Там часто попадается «К. У. в гостях».
Это обо мне.
Порой там написано «К. У. веселый» — это после того, как я побывал у них.
Иногда — «хорошо поболтали».
Иногда — «неплохое настроение».
Иногда ничего.
Я понимаю, что он вел учет всех, с кем разговаривал и встречался в течение дня, вел учет ссор и примирений, но не понимаю, зачем он отмечал, сколько выпил. Он словно вел протокол самоуничтожения.
Вернувшись после каникул в школу, я будто начал все заново: все было так, как за год до этого, когда я только поступил в гимназию. Класс был новый, ученики и учителя — незнакомые.

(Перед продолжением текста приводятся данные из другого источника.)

//! # Tests for Handlers
//!
//! Router-level tests against an in-memory SQLite database.

use std::sync::Arc;

use crate::config::AppConfig;
use crate::db::{enable_foreign_keys, run_migrations};
use crate::repositories::{CompanyInput, CompanyRepository, MachineInput, MachineRepository};
use crate::server::{AppState, create_app};
use axum::{
    Router,
    body::Body,
    http::{Method, Request, StatusCode, header},
};
use cookie::{Cookie, SameSite};
use sea_orm::{Database, DatabaseConnection};
use serde_json::{Value, json};
use tower::ServiceExt;

async fn test_state() -> AppState {
    let db = Database::connect("sqlite::memory:")
        .await
        .expect("Failed to connect to test database");
    enable_foreign_keys(&db).await.unwrap();
    run_migrations(&db).await.unwrap();

    AppState {
        config: Arc::new(AppConfig::default()),
        db,
    }
}

fn app(state: &AppState) -> Router {
    create_app(state.clone())
}

fn inertia_get(uri: &str) -> Request<Body> {
    Request::builder()
        .method(Method::GET)
        .uri(uri)
        .header("X-Inertia", "true")
        .body(Body::empty())
        .unwrap()
}

fn json_request(method: Method, uri: &str, body: Value) -> Request<Body> {
    Request::builder()
        .method(method)
        .uri(uri)
        .header("X-Inertia", "true")
        .header(header::CONTENT_TYPE, "application/json")
        .body(Body::from(body.to_string()))
        .unwrap()
}

async fn body_json(response: axum::response::Response) -> Value {
    let bytes = axum::body::to_bytes(response.into_body(), usize::MAX)
        .await
        .unwrap();
    serde_json::from_slice(&bytes).unwrap()
}

fn set_cookie(response: &axum::response::Response) -> Cookie<'static> {
    let raw = response
        .headers()
        .get(header::SET_COOKIE)
        .unwrap()
        .to_str()
        .unwrap()
        .to_string();
    Cookie::parse_encoded(raw).unwrap()
}

async fn seed_company(db: &DatabaseConnection, name: &str) -> i32 {
    CompanyRepository::new(db)
        .create(CompanyInput {
            name: name.to_string(),
            description: None,
        })
        .await
        .unwrap()
        .id
}

#[tokio::test]
async fn test_root_renders_welcome_page() {
    let state = test_state().await;

    let response = app(&state).oneshot(inertia_get("/")).await.unwrap();

    assert_eq!(response.status(), StatusCode::OK);
    let page = body_json(response).await;
    assert_eq!(page["component"], "welcome");
    assert_eq!(page["url"], "/");
    assert_eq!(page["props"]["service"], "registry");
    assert_eq!(page["props"]["version"], env!("CARGO_PKG_VERSION"));
}

#[tokio::test]
async fn test_healthz_reports_database() {
    let state = test_state().await;

    let response = app(&state)
        .oneshot(Request::builder().uri("/healthz").body(Body::empty()).unwrap())
        .await
        .unwrap();

    assert_eq!(response.status(), StatusCode::OK);
    assert_eq!(body_json(response).await["database"], "ok");
}

#[tokio::test]
async fn test_healthz_unavailable_without_database() {
    let state = AppState {
        config: Arc::new(AppConfig::default()),
        db: DatabaseConnection::default(),
    };

    let response = app(&state)
        .oneshot(Request::builder().uri("/healthz").body(Body::empty()).unwrap())
        .await
        .unwrap();

    assert_eq!(response.status(), StatusCode::SERVICE_UNAVAILABLE);
    assert_eq!(body_json(response).await["code"], "SERVICE_UNAVAILABLE");
}

#[tokio::test]
async fn test_index_renders_company_page() {
    let state = test_state().await;
    let acme = seed_company(&state.db, "Acme").await;
    MachineRepository::new(&state.db)
        .create(MachineInput::new("Torno", acme))
        .await
        .unwrap();

    let response = app(&state).oneshot(inertia_get("/company")).await.unwrap();

    assert_eq!(response.status(), StatusCode::OK);
    assert_eq!(response.headers().get("x-inertia").unwrap(), "true");
    assert!(response.headers().get("x-trace-id").is_some());

    let page = body_json(response).await;
    assert_eq!(page["component"], "company");
    assert_eq!(page["url"], "/company");
    assert_eq!(page["version"], "1");
    assert_eq!(page["props"]["errors"], json!({}));
    assert_eq!(page["props"]["companies"][0]["name"], "Acme");
    assert_eq!(page["props"]["companies"][0]["machines_count"], 1);
}

#[tokio::test]
async fn test_index_without_inertia_header_returns_html_shell() {
    let state = test_state().await;

    let response = app(&state)
        .oneshot(Request::builder().uri("/company").body(Body::empty()).unwrap())
        .await
        .unwrap();

    assert_eq!(response.status(), StatusCode::OK);
    let content_type = response
        .headers()
        .get(header::CONTENT_TYPE)
        .unwrap()
        .to_str()
        .unwrap()
        .to_string();
    assert!(content_type.starts_with("text/html"));

    let bytes = axum::body::to_bytes(response.into_body(), usize::MAX)
        .await
        .unwrap();
    let html = String::from_utf8(bytes.to_vec()).unwrap();
    assert!(html.contains("data-page=\""));
    assert!(html.contains("&quot;component&quot;:&quot;company&quot;"));
}

#[tokio::test]
async fn test_index_with_stale_asset_version_conflicts() {
    let state = test_state().await;

    let request = Request::builder()
        .uri("/company")
        .header("X-Inertia", "true")
        .header("X-Inertia-Version", "outdated")
        .body(Body::empty())
        .unwrap();
    let response = app(&state).oneshot(request).await.unwrap();

    assert_eq!(response.status(), StatusCode::CONFLICT);
    assert_eq!(
        response.headers().get("x-inertia-location").unwrap(),
        "/company"
    );
}

#[tokio::test]
async fn test_store_redirects_with_flash() {
    let state = test_state().await;

    let response = app(&state)
        .oneshot(json_request(
            Method::POST,
            "/company",
            json!({ "name": "  Acme  ", "description": "" }),
        ))
        .await
        .unwrap();

    assert_eq!(response.status(), StatusCode::FOUND);
    assert_eq!(response.headers().get(header::LOCATION).unwrap(), "/company");
    let cookie = set_cookie(&response);
    assert_eq!(cookie.name(), "flash");
    assert_eq!(cookie.value(), "Empresa criada com sucesso!");
    assert_eq!(cookie.path(), Some("/"));
    assert_eq!(cookie.http_only(), Some(true));
    assert_eq!(cookie.same_site(), Some(SameSite::Lax));

    let rows = CompanyRepository::new(&state.db)
        .list_with_machine_count()
        .await
        .unwrap();
    assert_eq!(rows.len(), 1);
    assert_eq!(rows[0].name, "Acme");
    assert_eq!(rows[0].description, None);
    assert_eq!(rows[0].machines_count, 0);
}

#[tokio::test]
async fn test_flash_is_shown_on_next_render() {
    let state = test_state().await;

    let request = Request::builder()
        .uri("/company")
        .header("X-Inertia", "true")
        .header(header::COOKIE, "flash=Empresa%20criada%20com%20sucesso!")
        .body(Body::empty())
        .unwrap();
    let response = app(&state).oneshot(request).await.unwrap();

    assert_eq!(response.status(), StatusCode::OK);
    let cleared = response
        .headers()
        .get(header::SET_COOKIE)
        .unwrap()
        .to_str()
        .unwrap()
        .to_string();
    assert!(cleared.contains("Max-Age=0"));

    let page = body_json(response).await;
    assert_eq!(
        page["props"]["flash"]["success"],
        "Empresa criada com sucesso!"
    );
}

#[tokio::test]
async fn test_store_with_empty_name_rerenders_with_errors() {
    let state = test_state().await;
    seed_company(&state.db, "Existing").await;

    let response = app(&state)
        .oneshot(json_request(
            Method::POST,
            "/company",
            json!({ "name": "", "description": "draft" }),
        ))
        .await
        .unwrap();

    assert_eq!(response.status(), StatusCode::UNPROCESSABLE_ENTITY);
    let page = body_json(response).await;
    assert_eq!(page["component"], "company");
    assert_eq!(
        page["props"]["errors"]["name"],
        "The name field is required."
    );
    assert_eq!(page["props"]["old"]["description"], "draft");
    assert_eq!(page["props"]["companies"].as_array().unwrap().len(), 1);

    assert_eq!(CompanyRepository::new(&state.db).count().await.unwrap(), 1);
}

#[tokio::test]
async fn test_store_with_malformed_json_is_bad_request() {
    let state = test_state().await;

    let request = Request::builder()
        .method(Method::POST)
        .uri("/company")
        .header(header::CONTENT_TYPE, "application/json")
        .body(Body::from("{\"name\":"))
        .unwrap();
    let response = app(&state).oneshot(request).await.unwrap();

    assert_eq!(response.status(), StatusCode::BAD_REQUEST);
    assert_eq!(
        response.headers().get(header::CONTENT_TYPE).unwrap(),
        "application/problem+json"
    );
    assert_eq!(body_json(response).await["code"], "VALIDATION_FAILED");
}

#[tokio::test]
async fn test_show_renders_company_with_machines() {
    let state = test_state().await;
    let acme = seed_company(&state.db, "Acme").await;
    MachineRepository::new(&state.db)
        .create(MachineInput::new("Prensa", acme))
        .await
        .unwrap();

    let response = app(&state)
        .oneshot(inertia_get(&format!("/company/{}", acme)))
        .await
        .unwrap();

    assert_eq!(response.status(), StatusCode::OK);
    let page = body_json(response).await;
    assert_eq!(page["component"], "company/show");
    assert_eq!(page["props"]["company"]["name"], "Acme");
    assert_eq!(page["props"]["company"]["machines"][0]["name"], "Prensa");
}

#[tokio::test]
async fn test_show_unknown_company_is_not_found() {
    let state = test_state().await;

    let response = app(&state)
        .oneshot(inertia_get("/company/999"))
        .await
        .unwrap();

    assert_eq!(response.status(), StatusCode::NOT_FOUND);
    assert_eq!(body_json(response).await["code"], "NOT_FOUND");
}

#[tokio::test]
async fn test_update_replaces_fields_and_redirects_see_other() {
    let state = test_state().await;
    let repo = CompanyRepository::new(&state.db);
    let company = repo
        .create(CompanyInput {
            name: "Acme".to_string(),
            description: Some("old".to_string()),
        })
        .await
        .unwrap();

    let response = app(&state)
        .oneshot(json_request(
            Method::PUT,
            &format!("/company/{}", company.id),
            json!({ "name": "Acme Ltda" }),
        ))
        .await
        .unwrap();

    assert_eq!(response.status(), StatusCode::SEE_OTHER);
    let cookie = set_cookie(&response);
    assert_eq!(cookie.name(), "flash");
    assert_eq!(cookie.value(), "Empresa atualizada com sucesso!");
    assert_eq!(cookie.path(), Some("/"));
    assert_eq!(cookie.http_only(), Some(true));
    assert_eq!(cookie.same_site(), Some(SameSite::Lax));

    let updated = repo.get_by_id(company.id).await.unwrap().unwrap();
    assert_eq!(updated.name, "Acme Ltda");
    assert_eq!(updated.description, None);
}

#[tokio::test]
async fn test_update_unknown_company_is_not_found() {
    let state = test_state().await;

    let response = app(&state)
        .oneshot(json_request(
            Method::PUT,
            "/company/42",
            json!({ "name": "" }),
        ))
        .await
        .unwrap();

    assert_eq!(response.status(), StatusCode::NOT_FOUND);
}

#[tokio::test]
async fn test_update_with_too_long_name_keeps_row() {
    let state = test_state().await;
    let id = seed_company(&state.db, "Acme").await;

    let response = app(&state)
        .oneshot(json_request(
            Method::PUT,
            &format!("/company/{}", id),
            json!({ "name": "x".repeat(256) }),
        ))
        .await
        .unwrap();

    assert_eq!(response.status(), StatusCode::UNPROCESSABLE_ENTITY);
    let page = body_json(response).await;
    assert_eq!(
        page["props"]["errors"]["name"],
        "The name field must not be greater than 255 characters."
    );

    let stored = CompanyRepository::new(&state.db)
        .get_by_id(id)
        .await
        .unwrap()
        .unwrap();
    assert_eq!(stored.name, "Acme");
}

#[tokio::test]
async fn test_destroy_cascades_and_redirects() {
    let state = test_state().await;
    let id = seed_company(&state.db, "Acme").await;
    let machine = MachineRepository::new(&state.db)
        .create(MachineInput::new("X", id))
        .await
        .unwrap();

    let request = Request::builder()
        .method(Method::DELETE)
        .uri(format!("/company/{}", id))
        .header("X-Inertia", "true")
        .body(Body::empty())
        .unwrap();
    let response = app(&state).oneshot(request).await.unwrap();

    assert_eq!(response.status(), StatusCode::SEE_OTHER);
    assert_eq!(response.headers().get(header::LOCATION).unwrap(), "/company");
    assert!(
        MachineRepository::new(&state.db)
            .get_by_id(machine.id)
            .await
            .unwrap()
            .is_none()
    );
}

#[tokio::test]
async fn test_destroy_unknown_company_is_not_found() {
    let state = test_state().await;

    let request = Request::builder()
        .method(Method::DELETE)
        .uri("/company/7")
        .body(Body::empty())
        .unwrap();
    let response = app(&state).oneshot(request).await.unwrap();

    assert_eq!(response.status(), StatusCode::NOT_FOUND);
}

#[tokio::test]
async fn test_openapi_document_lists_company_routes() {
    let state = test_state().await;

    let response = app(&state)
        .oneshot(
            Request::builder()
                .uri("/openapi.json")
                .body(Body::empty())
                .unwrap(),
        )
        .await
        .unwrap();

    assert_eq!(response.status(), StatusCode::OK);
    let doc = body_json(response).await;
    assert!(doc["paths"]["/company"]["get"].is_object());
    assert!(doc["paths"]["/company/{id}"]["delete"].is_object());
}

#[tokio::test]
async fn test_ids_outside_i32_are_not_found() {
    let state = test_state().await;

    for uri in ["/company/3000000000", "/company/abc", "/company/-0x1"] {
        let response = app(&state).oneshot(inertia_get(uri)).await.unwrap();
        assert_eq!(response.status(), StatusCode::NOT_FOUND, "GET {}", uri);
        assert_eq!(
            response.headers().get(header::CONTENT_TYPE).unwrap(),
            "application/problem+json"
        );
        assert_eq!(body_json(response).await["code"], "NOT_FOUND");
    }

    let delete = Request::builder()
        .method(Method::DELETE)
        .uri("/company/3000000000")
        .body(Body::empty())
        .unwrap();
    let response = app(&state).oneshot(delete).await.unwrap();
    assert_eq!(response.status(), StatusCode::NOT_FOUND);

    let response = app(&state)
        .oneshot(json_request(
            Method::PUT,
            "/company/abc",
            json!({ "name": "Acme" }),
        ))
        .await
        .unwrap();
    assert_eq!(response.status(), StatusCode::NOT_FOUND);
}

Единственное различие заключалось в том, что в первом классе гимназии девочек было двадцать шесть, а сейчас — только двадцать четыре.
Я сел на прежнее место, за заднюю парту в левом углу, если смотреть от учительского стола, и вел себя как раньше: на уроках много высказывался, спорил с учителями, часто провоцировал других учеников, когда речь заходила о политике или религии. На переменах мои одноклассники сбивались в группки или держались вместе со старыми друзьями, а я тратил почти все силы и изобретательность на то, чтобы избавиться от унижения одиночества.